But what we usually want to do is fit a linear regression line:
ggplot(iris, aes(x=Sepal.Length, y=Sepal.Width)) +
geom_point() +
geom_smooth(method="lm") +
xlab("Sepal Length") +
ylab("Sepal Width")
## `geom_smooth()` using formula = 'y ~ x'
You can see that, when we add a regression line to the whole data, we don’t get any relationship. This is because we are mixing up the data from all three species.
We can separate the species but just using it as a grouping variable:
ggplot(iris, aes(x=Sepal.Length, y=Sepal.Width, group=Species)) +
geom_point() +
geom_smooth(method="lm") +
xlab("Sepal Length") +
ylab("Sepal Width")
## `geom_smooth()` using formula = 'y ~ x'
… but it’s probably more useful to have them be in different colors:
ggplot(iris, aes(x=Sepal.Length, y=Sepal.Width, color=Species)) +
geom_point() +
geom_smooth(method="lm") +
xlab("Sepal Length") +
ylab("Sepal Width")
## `geom_smooth()` using formula = 'y ~ x'
Make it prettier with custom colors and formatting adjustments.
ggplot(iris, aes(x=Sepal.Length, y=Sepal.Width, color=Species)) +
geom_point(size=2) +
geom_smooth(method="lm") +
scale_color_manual(values=c("tomato", "slateblue", "gold")) +
xlab("Sepal Length") +
ylab("Sepal Width") +
theme_bw() +
theme(panel.grid.major = element_blank(), panel.grid.minor = element_blank())
## `geom_smooth()` using formula = 'y ~ x'
You can also easily create multi-panel plots using
facet_wrap()
or facet_grid()
(you can look up
the difference with a web search).
For example, let’s plot the relationships between sepal length and width for each of the three species separately.
ggplot(iris, aes(x=Sepal.Length, y=Sepal.Width)) +
geom_point(size=2) +
geom_smooth(method="lm") +
xlab("Sepal Length") +
ylab("Sepal Width") +
theme_bw() +
theme(panel.grid.major = element_blank(), panel.grid.minor = element_blank()) +
facet_wrap(~Species)
## `geom_smooth()` using formula = 'y ~ x'
ggsave()
functionYou can export the last plot you made using the function
ggsave()
. Enter the file name you want to save it as,
including the file extension.
ggsave("scatterplot.png")
You will find the file in your Rproject folder.
You might find that you want to adjust the width and height of the plot.

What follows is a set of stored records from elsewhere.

//! # Query Errors
//!
//! Every failure the engine can report about a query or mutation is a
//! `QueryError`. The engine returns them inside `eyre::Report`, so callers
//! that only want a message can print the report, while callers that need
//! to branch on the kind can recover it:
//!
//! ```ignore
//! match db.update("age=1", "") {
//!     Err(e) if matches!(e.downcast_ref::<QueryError>(), Some(QueryError::MissingWhereClause { .. })) => {}
//!     other => panic!("{:?}", other),
//! }
//! ```
//!
//! I/O failures (open, create, rename) are not `QueryError`s; they carry
//! context through `WrapErr` instead.

use std::fmt;

#[derive(Debug, Clone, PartialEq, Eq)]
pub enum QueryError {
    UnknownColumn { column: String },
    MalformedCondition { condition: String },
    InvalidDirection { direction: String },
    TypeError { function: &'static str, column: String },
    MissingWhereClause { operation: &'static str },
    CodecError { message: String },
    EmptyInput { operation: &'static str },
    MalformedAssignment { assignment: String },
    MixedProjection,
    RowOutOfRange { row: usize, row_count: usize },
}

impl QueryError {
    pub fn unknown_column(column: impl Into<String>) -> Self {
        QueryError::UnknownColumn {
            column: column.into(),
        }
    }
}

impl fmt::Display for QueryError {
    fn fmt(&self, f: &mut fmt::Formatter<'_>) -> fmt::Result {
        match self {
            QueryError::UnknownColumn { column } => {
                write!(f, "column '{}' does not exist in CSV", column)
            }
            QueryError::MalformedCondition { condition } => {
                write!(f, "invalid WHERE condition: {}", condition)
            }
            QueryError::InvalidDirection { direction } => write!(
                f,
                "invalid ORDER BY direction: {} (use 'asc' or 'desc')",
                direction
            ),
            QueryError::TypeError { function, column } => {
                write!(f, "{} requires numeric column, '{}' is text", function, column)
            }
            QueryError::MissingWhereClause { operation } => write!(
                f,
                "{} requires WHERE condition to prevent accidental mass changes",
                operation
            ),
            QueryError::CodecError { message } => write!(f, "failed to read CSV: {}", message),
            QueryError::EmptyInput { operation } => {
                write!(f, "{} values cannot be empty", operation)
            }
            QueryError::MalformedAssignment { assignment } => write!(
                f,
                "invalid assignment format: {} (expected col=value)",
                assignment
            ),
            QueryError::MixedProjection => {
                write!(f, "cannot mix aggregate functions and plain columns in SELECT")
            }
            QueryError::RowOutOfRange { row, row_count } => write!(
                f,
                "invalid row number: {} (valid range: 1-{})",
                row, row_count
            ),
        }
    }
}

impl std::error::Error for QueryError {}

impl From<csv::Error> for QueryError {
    fn from(err: csv::Error) -> Self {
        QueryError::CodecError {
            message: err.to_string(),
        }
    }
}

/// Returns the `QueryError` carried by a report, if any.
pub fn query_error(report: &eyre::Report) -> Option<&QueryError> {
    report.downcast_ref::<QueryError>()
}

#[cfg(test)]
mod tests {
    use super::*;

    #[test]
    fn unknown_column_message_names_column() {
        let err = QueryError::unknown_column("salary");
        assert_eq!(err.to_string(), "column 'salary' does not exist in CSV");
    }

    #[test]
    fn report_downcasts_back_to_kind() {
        let report = eyre::Report::new(QueryError::MissingWhereClause { operation: "DELETE" });
        assert_eq!(
            query_error(&report),
            Some(&QueryError::MissingWhereClause { operation: "DELETE" })
        );
    }

    #[test]
    fn wrapped_report_still_downcasts() {
        use eyre::WrapErr;

        let result: eyre::Result<()> =
            Err(eyre::Report::new(QueryError::MixedProjection)).wrap_err("SELECT failed");
        let report = result.unwrap_err();

        assert_eq!(query_error(&report), Some(&QueryError::MixedProjection));
    }
}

You can set this in inches or whatever other unit (see ?ggsave() for details).
ggsave("scatterplot.png", width=8, height=4, units="in")
A better way is to save the plot as an object, and
then save it. Here, we will assign the plot with the legend as
p
and then save it.
p=ggplot(iris, aes(x=Sepal.Length, y=Sepal.Width, color=Species)) +
geom_point(size=2) +
scale_color_discrete(type=rainbow(3)) +
theme_bw() +
theme(panel.grid.major = element_blank(), panel.grid.minor = element_blank()) +
xlab("Sepal Length") +
ylab("Sepal Width")
#display the plot
p
#save the plot
ggsave("scatterplot_w_legend.pdf", width=8, height=4, units="in")
Here is a vignette for other aesthetic specifications: https://ggplot2.tidyverse.org/articles/ggplot2-specs.html
Here is the “themes” section in the ggplot2 book: https://ggplot2-book.org/polishing.html
Boxplots and violin plots are used to display the relationship between a categorical variable and a continuous variable.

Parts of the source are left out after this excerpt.